In 2009, we received 712 requests for remediation assistance throughout the city. The assistance
needed varied: sold tax liens; threatened mortgage and tax foreclosures; contractor scams, and more.
Specifically,
338 cases with $109,850,000 in mortgage debt received preliminary consultation.
Of these:
137 received loan modifications
81 cases are pending lender decision
52 cases are awaiting initial lender response
48 cases were referred to legal services
A critical factor which has turned the tide in the homeowner’s favor is the increased numbers of
government funded foreclosure counselors. These counselors provide a vigilant check on the
remarkably clumsy efforts of lenders, loan “servicers” (who provide the routine management of the
mortgages) and investors to modify their poorly originated unaffordable loans. Today, counselors and
homeowners also have at their disposal court mandated lender and homeowner remediation
conferences. Most homeowners are still not aware they have the right to these conferences if a
foreclosure notice is filed. The courts now more frequently are a referee to ensure that homeowners
are no longer bullied by lenders and that they get an opportunity to demonstrate how a more affordable
mortgage payment can help them keep their home. Given these conferences, there is a need for
homeowners to be adequately prepared to consider their options. Homeowner preparation for
conferences has fallen heavily on legal aid groups and experienced foreclosure counseling agencies
like Parodneck.
Finally, the Department made a significant reorganization of its staff in order to more actively intervene
in the community and to identify seniors hiding from the shame of defaulting loans. We increased our
home visits and set up regular clinics close to ground zero for foreclosures. Our staff has maintained
the capacity to fully equip senior s with a home repairs strategy for through SCHAP and for treating
their household balance sheets through budgeting, credit counseling, and mortgage modifications.

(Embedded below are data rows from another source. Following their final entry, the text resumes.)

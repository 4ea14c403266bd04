pub mod checkpoint;
pub mod chrome;
pub mod firefox;
mod snapshot;
pub mod translators;

pub use checkpoint::Checkpoint;
pub use chrome::ChromeHistory;
pub use firefox::FirefoxHistory;

use pdict_config::history::HistoryConfig;
use pdict_core::history::HistorySource;

/// Every enabled browser whose history can be located
pub fn configured_sources(config: &HistoryConfig) -> Vec<Box<dyn HistorySource>> {
    let mut sources: Vec<Box<dyn HistorySource>> = Vec::new();

    if config.firefox_enabled {
        match FirefoxHistory::from_config(config) {
            Ok(firefox) => sources.push(Box::new(firefox)),
            Err(e) => tracing::warn!("Skipping Firefox history: {}", e),
        }
    }

    if config.chrome_enabled {
        sources.push(Box::new(ChromeHistory::from_config(config)));
    }

    sources
}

New staff includes Octavia Brown, an Intake Coordinator, with the skills to triage cases from deferred
and emergency home repair needs to significant financial distress cases. Joining Gerald Carter, who
has 25 years of mortgage, debt, and credit repair counseling is Noemi Aviles. Ms Aviles is bilingual,
has over 20 years of credit and underwriting experience in banking industry, and has counseled and
presented dozens of cases on behalf of clients for loss mitigation outcomes which lower mortgage
payments. We are also now well versed in the Home Affordable Mortgage Program and stay current
through conference calls with regulators and our participation in national and regional advocacy efforts.

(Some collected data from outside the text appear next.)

use std::env;
use std::fs;
use std::path::Path;

use serde::{Deserialize, Serialize};

use crate::ConfigError;

const DICTIONARY_KEY_ENV: &str = "MW_DICTIONARY_KEY";

#[derive(Serialize, Deserialize, Clone, Debug, Default)]
#[serde(default)]
pub struct MerriamWebsterKeys {
    pub dictionary: Option<String>,
}

/// Contents of `keys.json`
#[derive(Serialize, Deserialize, Clone, Debug, Default)]
#[serde(default)]
pub struct ApiKeys {
    pub merriam_webster: MerriamWebsterKeys,
}

impl ApiKeys {
    /// Read the keys file. A missing file is only an error if the
    /// environment does not provide the dictionary key either.
    pub fn load(path: &Path) -> Result<Self, ConfigError> {
        let mut keys = if path.exists() {
            let data = fs::read_to_string(path).map_err(|source| ConfigError::Read {
                path: path.to_path_buf(),
                source,
            })?;
            serde_json::from_str(&data).map_err(|source| ConfigError::Parse {
                path: path.to_path_buf(),
                source,
            })?
        } else {
            tracing::debug!("No keys file at {}", path.display());
            ApiKeys::default()
        };

        if let Ok(key) = env::var(DICTIONARY_KEY_ENV) {
            keys.merriam_webster.dictionary = Some(key);
        }

        Ok(keys)
    }

    /// Collegiate dictionary key, required for any remote lookup
    pub fn dictionary_key(&self, path: &Path) -> Result<&str, ConfigError> {
        self.merriam_webster
            .dictionary
            .as_deref()
            .filter(|key| !key.trim().is_empty())
            .ok_or_else(|| ConfigError::MissingKey {
                name: "merriam_webster.dictionary".to_string(),
                path: path.to_path_buf(),
            })
    }
}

HDFC (Housing Development Fund Company) Support Program
Although our commitment to this important part of the affordable housing sector remains, we provided
no financial assistance to HDFC's in 2009. However, we have been called by several HDFCs seeking
advice and technical assistance. One such building is a cooperative in Upper Manhattan -- a typical
mature, post-regulatory period, tenant cooperative, purchased from the city by the residents about two
decades ago. It was in need of repairs and upgrades, with the dilemma of having a mix of older, fixed
income residents who paid $250 each for their co-op shares, and a newer generation of shareholders
who paid upwards of $100,000 for their shares. Obviously, the expectations and needs of these two
disparate groups are often difficult to reconcile -- attempting to balance between maintaining
affordability and utilizing the market to solve short-term problems. This problem is especially difficult
when the only way to remain affordable in the long term is to accept City money, which comes with
strings that could effectively reduce the market value of apartments by 50% or more. We are also
involved with many of our CATCH-affiliated HDFCs, looking to provide an infusion of capital since it has
been 15 to 20 years since the last upgrades were done.
Board of Directors
The board’s structure and membership remained unchanged during 2009.